The 1999 game Sid Meier's Alpha Centauri was also created by Meier and is in the same genre, but with a futuristic/space theme; many of the interface and gameplay innovations in this game eventually made their way into Civilization III and IV. Alpha Centauri is not actually a sequel to Civilization, despite beginning with the same event that ends Civilization and Civilization II: a crewed spacecraft from Earth arrives in the Alpha Centauri star system. Firaxis' 2014 game Civilization: Beyond Earth, although bearing the name of the main series, is a reimagining of Alpha Centauri running on the engine of Civilization V.

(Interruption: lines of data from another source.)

//! CLI command implementations.

pub mod logs;
pub mod migrate;
pub mod store;
pub mod sync;

use std::sync::Arc;

use sqlx::SqlitePool;

use shopsync_engine::{DbLogSink, LogSink, SyncConfig, SyncService};

/// Load configuration and open the database pool.
pub async fn connect() -> Result<(SyncConfig, SqlitePool), Box<dyn std::error::Error>> {
    let config = SyncConfig::from_env()?;
    let pool = shopsync_engine::db::create_pool(&config.database_url).await?;
    Ok((config, pool))
}

/// Build a sync service with the database-backed log sink.
pub fn build_service(
    config: &SyncConfig,
    pool: SqlitePool,
) -> Result<SyncService, Box<dyn std::error::Error>> {
    let sink: Arc<dyn LogSink> = Arc::new(DbLogSink::new(pool.clone()));
    Ok(SyncService::new(config, pool, sink)?)
}
//! Synchronization sweep commands.
//!
//! Sweeps always complete from the caller's perspective; per-store failures
//! are logged, not raised. `sync store` does fail loudly for an unknown id.

use shopsync_core::StoreId;

use super::{build_service, connect};

/// Products then orders, across all active stores.
pub async fn all() -> Result<(), Box<dyn std::error::Error>> {
    let (config, pool) = connect().await?;
    let service = build_service(&config, pool)?;

    tracing::info!("Starting store synchronization...");
    service.sync_all_stores().await;
    tracing::info!("Synchronization complete.");
    Ok(())
}

/// Product sweep only.
pub async fn products() -> Result<(), Box<dyn std::error::Error>> {
    let (config, pool) = connect().await?;
    let service = build_service(&config, pool)?;

    service.sync_all_products().await;
    tracing::info!("Product synchronization complete.");
    Ok(())
}

/// Order sweep only.
pub async fn orders() -> Result<(), Box<dyn std::error::Error>> {
    let (config, pool) = connect().await?;
    let service = build_service(&config, pool)?;

    service.sync_all_orders().await;
    tracing::info!("Order synchronization complete.");
    Ok(())
}

/// Products and orders for one store.
pub async fn store(id: i64) -> Result<(), Box<dyn std::error::Error>> {
    let (config, pool) = connect().await?;
    let service = build_service(&config, pool)?;

    service.sync_store(StoreId::new(id)).await?;
    tracing::info!("Store {id} synchronized.");
    Ok(())
}
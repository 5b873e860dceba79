//! Database operations for the local mirror (SQLite).
//!
//! # Tables
//!
//! - `stores` - Tenant-owned platform connections (the store registry)
//! - `products` - Normalized catalog mirror, unique per (store, platform id)
//! - `orders` / `order_items` - Normalized order mirror
//! - `logs` - Structured sync events
//!
//! # Migrations
//!
//! Migrations are embedded from `crates/engine/migrations/` and run via:
//! ```bash
//! cargo run -p shopsync-cli -- migrate
//! ```
//!
//! # Concurrency
//!
//! Every upsert targets a single row addressed by its natural key, so
//! concurrent writes from different stores never contend on the same row and
//! no cross-store transactions exist.

pub mod logs;
pub mod orders;
pub mod products;
pub mod stores;

use std::str::FromStr;
use std::time::Duration;

use secrecy::ExposeSecret;
use sqlx::SqlitePool;
use sqlx::sqlite::{SqliteConnectOptions, SqliteJournalMode, SqlitePoolOptions};
use thiserror::Error;

pub use logs::{LogRecord, LogRepository};
pub use orders::{Order, OrderItem, OrderRepository};
pub use products::{Product, ProductRepository};
pub use stores::{NewStore, Store, StoreRepository};

/// Errors that can occur during repository operations.
#[derive(Debug, Error)]
pub enum RepositoryError {
    /// Database error from sqlx.
    #[error("database error: {0}")]
    Database(#[from] sqlx::Error),

    /// Data in the database is corrupted or invalid.
    #[error("data corruption: {0}")]
    DataCorruption(String),

    /// Requested entity was not found.
    #[error("not found")]
    NotFound,
}

/// Create a SQLite connection pool with sensible defaults.
///
/// The database file is created if missing; WAL mode and a busy timeout keep
/// concurrent store workers from tripping over each other's writes.
///
/// # Errors
///
/// Returns `sqlx::Error` if the connection cannot be established.
pub async fn create_pool(
    database_url: &secrecy::SecretString,
) -> Result<SqlitePool, sqlx::Error> {
    let options = SqliteConnectOptions::from_str(database_url.expose_secret())?
        .create_if_missing(true)
        .journal_mode(SqliteJournalMode::Wal)
        .busy_timeout(Duration::from_secs(5))
        .foreign_keys(true);

    SqlitePoolOptions::new()
        .max_connections(5)
        .acquire_timeout(Duration::from_secs(10))
        .connect_with(options)
        .await
}

/// Run the embedded migrations against `pool`.
///
/// # Errors
///
/// Returns `MigrateError` if a migration fails to apply.
pub async fn run_migrations(pool: &SqlitePool) -> Result<(), sqlx::migrate::MigrateError> {
    sqlx::migrate!().run(pool).await
}

#[cfg(test)]
pub(crate) async fn test_pool() -> SqlitePool {
    // A single connection keeps the in-memory database alive for the whole
    // pool lifetime.
    let options = SqliteConnectOptions::from_str("sqlite::memory:")
        .expect("valid connection string")
        .foreign_keys(true);
    let pool = SqlitePoolOptions::new()
        .max_connections(1)
        .connect_with(options)
        .await
        .expect("in-memory pool");
    run_migrations(&pool).await.expect("migrations apply");
    pool
}
//! Store registry repository.
//!
//! Stores are tenant-owned connection descriptors. Which credential fields a
//! store needs depends on its platform: WooCommerce uses a consumer key and
//! secret, Shopify an access token. The sync engine only ever reads stores
//! and soft-deletes are excluded from the active listing it consumes.

use chrono::{DateTime, Utc};
use secrecy::SecretString;
use sqlx::SqlitePool;

use shopsync_core::{Platform, StoreId, UserId};

use super::RepositoryError;

/// A tenant's connected external store.
///
/// Implements `Debug` manually to redact credential fields.
#[derive(Clone)]
pub struct Store {
    pub id: StoreId,
    /// Owning tenant.
    pub user_id: UserId,
    /// Display name; empty names cause the sync engine to skip the store.
    pub name: String,
    /// Parsed platform tag. `None` when the stored value is empty or unknown,
    /// which also causes the sync engine to skip the store.
    pub platform: Option<Platform>,
    pub store_url: String,
    /// WooCommerce consumer key (redacted in debug output).
    pub api_key: Option<SecretString>,
    /// WooCommerce consumer secret (redacted in debug output).
    pub api_secret: Option<SecretString>,
    /// Shopify Admin API access token (redacted in debug output).
    pub access_token: Option<SecretString>,
    /// Soft-delete marker; presence means deleted.
    pub deleted_at: Option<DateTime<Utc>>,
    pub created_at: DateTime<Utc>,
    pub updated_at: DateTime<Utc>,
}

impl std::fmt::Debug for Store {
    fn fmt(&self, f: &mut std::fmt::Formatter<'_>) -> std::fmt::Result {
        f.debug_struct("Store")
            .field("id", &self.id)
            .field("user_id", &self.user_id)
            .field("name", &self.name)
            .field("platform", &self.platform)
            .field("store_url", &self.store_url)
            .field("api_key", &self.api_key.as_ref().map(|_| "[REDACTED]"))
            .field("api_secret", &self.api_secret.as_ref().map(|_| "[REDACTED]"))
            .field(
                "access_token",
                &self.access_token.as_ref().map(|_| "[REDACTED]"),
            )
            .field("deleted_at", &self.deleted_at)
            .finish_non_exhaustive()
    }
}

/// Attributes for registering a new store.
pub struct NewStore {
    pub user_id: UserId,
    pub name: String,
    pub platform: Platform,
    pub store_url: String,
    pub api_key: Option<String>,
    pub api_secret: Option<String>,
    pub access_token: Option<String>,
}

/// Internal row type for SQLite queries.
#[derive(Debug, sqlx::FromRow)]
struct StoreRow {
    id: i64,
    user_id: i64,
    name: String,
    platform: Option<String>,
    store_url: String,
    api_key: Option<String>,
    api_secret: Option<String>,
    access_token: Option<String>,
    deleted_at: Option<DateTime<Utc>>,
    created_at: DateTime<Utc>,
    updated_at: DateTime<Utc>,
}

impl From<StoreRow> for Store {
    fn from(row: StoreRow) -> Self {
        Self {
            id: StoreId::new(row.id),
            user_id: UserId::new(row.user_id),
            name: row.name,
            // Unknown platform strings are treated like missing ones: the
            // store stays listed but is skipped by sweeps.
            platform: row.platform.as_deref().and_then(|p| p.parse().ok()),
            store_url: row.store_url,
            api_key: row.api_key.map(SecretString::from),
            api_secret: row.api_secret.map(SecretString::from),
            access_token: row.access_token.map(SecretString::from),
            deleted_at: row.deleted_at,
            created_at: row.created_at,
            updated_at: row.updated_at,
        }
    }
}

const STORE_COLUMNS: &str = "id, user_id, name, platform, store_url, api_key, api_secret, \
     access_token, deleted_at, created_at, updated_at";

/// Repository for store database operations.
pub struct StoreRepository<'a> {
    pool: &'a SqlitePool,
}

impl<'a> StoreRepository<'a> {
    /// Create a new store repository.
    #[must_use]
    pub const fn new(pool: &'a SqlitePool) -> Self {
        Self { pool }
    }

    /// List all stores that have not been soft-deleted, across all tenants.
    ///
    /// This is the listing the sync orchestrator sweeps over.
    ///
    /// # Errors
    ///
    /// Returns `RepositoryError::Database` if the query fails.
    pub async fn list_active(&self) -> Result<Vec<Store>, RepositoryError> {
        let rows = sqlx::query_as::<_, StoreRow>(&format!(
            "SELECT {STORE_COLUMNS} FROM stores WHERE deleted_at IS NULL ORDER BY id"
        ))
        .fetch_all(self.pool)
        .await?;

        Ok(rows.into_iter().map(Store::from).collect())
    }

    /// List every store, including soft-deleted ones.
    ///
    /// # Errors
    ///
    /// Returns `RepositoryError::Database` if the query fails.
    pub async fn list_all(&self) -> Result<Vec<Store>, RepositoryError> {
        let rows = sqlx::query_as::<_, StoreRow>(&format!(
            "SELECT {STORE_COLUMNS} FROM stores ORDER BY id"
        ))
        .fetch_all(self.pool)
        .await?;

        Ok(rows.into_iter().map(Store::from).collect())
    }

    /// Get a store by id.
    ///
    /// # Errors
    ///
    /// Returns `RepositoryError::Database` if the query fails.
    pub async fn get(&self, id: StoreId) -> Result<Option<Store>, RepositoryError> {
        let row = sqlx::query_as::<_, StoreRow>(&format!(
            "SELECT {STORE_COLUMNS} FROM stores WHERE id = ?1"
        ))
        .bind(id)
        .fetch_optional(self.pool)
        .await?;

        Ok(row.map(Store::from))
    }

    /// Register a new store.
    ///
    /// # Errors
    ///
    /// Returns `RepositoryError::Database` if the insert fails.
    pub async fn create(&self, store: &NewStore) -> Result<Store, RepositoryError> {
        let now = Utc::now();
        let id: i64 = sqlx::query_scalar(
            r"
            INSERT INTO stores
                (user_id, name, platform, store_url, api_key, api_secret,
                 access_token, created_at, updated_at)
            VALUES (?1, ?2, ?3, ?4, ?5, ?6, ?7, ?8, ?9)
            RETURNING id
            ",
        )
        .bind(store.user_id)
        .bind(&store.name)
        .bind(store.platform.as_str())
        .bind(&store.store_url)
        .bind(&store.api_key)
        .bind(&store.api_secret)
        .bind(&store.access_token)
        .bind(now)
        .bind(now)
        .fetch_one(self.pool)
        .await?;

        self.get(StoreId::new(id))
            .await?
            .ok_or(RepositoryError::NotFound)
    }

    /// Soft-delete a store: flag it and exclude it from active listings while
    /// retaining the row. Returns `false` if the store was already deleted or
    /// does not exist.
    ///
    /// # Errors
    ///
    /// Returns `RepositoryError::Database` if the update fails.
    pub async fn soft_delete(&self, id: StoreId) -> Result<bool, RepositoryError> {
        let now = Utc::now();
        let result = sqlx::query(
            "UPDATE stores SET deleted_at = ?1, updated_at = ?1 WHERE id = ?2 AND deleted_at IS NULL",
        )
        .bind(now)
        .bind(id)
        .execute(self.pool)
        .await?;

        Ok(result.rows_affected() > 0)
    }
}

A 1994 Computer Gaming World survey of space war games stated that "the lesson of this incredibly popular wargame has not been lost on the software community, and technological research popped up all over the place in 1993", citing Spaceward Ho! and Master of Orion as examples. That year MicroProse published Master of Magic, a similar game but embedded in a medieval-fantasy setting where instead of technologies the player (a powerful wizard) develops spells, among other things. In 1999, Activision released Civilization: Call to Power, a sequel of sorts to Civilization II but created by a completely different design team. Call to Power spawned a sequel in 2000, but by then Activision had sold the rights to the Civilization name and could only call it Call to Power II.

An open source clone of Civilization has been developed under the name of Freeciv, with the slogan "'Cause civilization should be free." This game can be configured to match the rules of either Civilization or Civilization II. Another game that partially clones Civilization is a public domain game called C-evo.